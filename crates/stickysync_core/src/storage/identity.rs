//! Persistent participant identity.
//!
//! # Invariants
//! - A participant id, once persisted, is reused by every later session
//!   opened on the same database until the entry is cleared.
//! - Display names are trimmed and never blank.

use crate::db::DbError;
use crate::model::participant::ParticipantId;
use crate::storage::kv::KvStore;
use log::info;
use std::error::Error;
use std::fmt::{Display, Formatter};

pub const PARTICIPANT_ID_KEY: &str = "stickysync.participant_id";
pub const DISPLAY_NAME_KEY: &str = "stickysync.display_name";

#[derive(Debug)]
pub enum IdentityError {
    /// Display name is blank after trim.
    BlankDisplayName,
    Db(DbError),
}

impl Display for IdentityError {
    fn fmt(&self, f: &mut Formatter<'_>) -> std::fmt::Result {
        match self {
            Self::BlankDisplayName => write!(f, "display name must not be blank"),
            Self::Db(err) => write!(f, "{err}"),
        }
    }
}

impl Error for IdentityError {
    fn source(&self) -> Option<&(dyn Error + 'static)> {
        match self {
            Self::BlankDisplayName => None,
            Self::Db(err) => Some(err),
        }
    }
}

impl From<DbError> for IdentityError {
    fn from(value: DbError) -> Self {
        Self::Db(value)
    }
}

/// Who the local participant is.
#[derive(Debug, Clone, PartialEq, Eq)]
pub struct Identity {
    pub participant_id: ParticipantId,
    pub display_name: String,
}

/// Reads the persisted identity, if both keys are present.
pub fn load_identity(kv: &KvStore<'_>) -> Result<Option<Identity>, IdentityError> {
    let participant_id = kv.get(PARTICIPANT_ID_KEY)?;
    let display_name = kv.get(DISPLAY_NAME_KEY)?;
    Ok(match (participant_id, display_name) {
        (Some(id), Some(name)) => Some(Identity {
            participant_id: ParticipantId::new(id),
            display_name: name,
        }),
        _ => None,
    })
}

/// Reuses the persisted participant id (or creates one) and stores
/// `display_name` as the current name.
pub fn load_or_create_identity(
    kv: &KvStore<'_>,
    display_name: &str,
) -> Result<Identity, IdentityError> {
    let display_name = display_name.trim();
    if display_name.is_empty() {
        return Err(IdentityError::BlankDisplayName);
    }

    let participant_id = match kv.get(PARTICIPANT_ID_KEY)? {
        Some(existing) => ParticipantId::new(existing),
        None => {
            let created = ParticipantId::generate();
            kv.put(PARTICIPANT_ID_KEY, created.as_str())?;
            info!(
                "event=identity_create module=storage status=ok participant_id={}",
                created
            );
            created
        }
    };
    kv.put(DISPLAY_NAME_KEY, display_name)?;

    Ok(Identity {
        participant_id,
        display_name: display_name.to_string(),
    })
}

/// Removes the persisted identity (the "storage clear" path).
pub fn clear_identity(kv: &KvStore<'_>) -> Result<(), IdentityError> {
    kv.delete(PARTICIPANT_ID_KEY)?;
    kv.delete(DISPLAY_NAME_KEY)?;
    Ok(())
}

**What needs to be done:**
Emit, unaltered, the lines from the top of the listing down through the line that holds "fn from(value: DbError)"; emit nothing else.

**Worked solution:**
filename crates/stickysync_core/src/storage/identity.rs
//! Persistent participant identity.
//!
//! # Invariants
//! - A participant id, once persisted, is reused by every later session
//!   opened on the same database until the entry is cleared.
//! - Display names are trimmed and never blank.

use crate::db::DbError;
use crate::model::participant::ParticipantId;
use crate::storage::kv::KvStore;
use log::info;
use std::error::Error;
use std::fmt::{Display, Formatter};

pub const PARTICIPANT_ID_KEY: &str = "stickysync.participant_id";
pub const DISPLAY_NAME_KEY: &str = "stickysync.display_name";

#[derive(Debug)]
pub enum IdentityError {
    /// Display name is blank after trim.
    BlankDisplayName,
    Db(DbError),
}

impl Display for IdentityError {
    fn fmt(&self, f: &mut Formatter<'_>) -> std::fmt::Result {
        match self {
            Self::BlankDisplayName => write!(f, "display name must not be blank"),
            Self::Db(err) => write!(f, "{err}"),
        }
    }
}

impl Error for IdentityError {
    fn source(&self) -> Option<&(dyn Error + 'static)> {
        match self {
            Self::BlankDisplayName => None,
            Self::Db(err) => Some(err),
        }
    }
}

impl From<DbError> for IdentityError {
    fn from(value: DbError) -> Self {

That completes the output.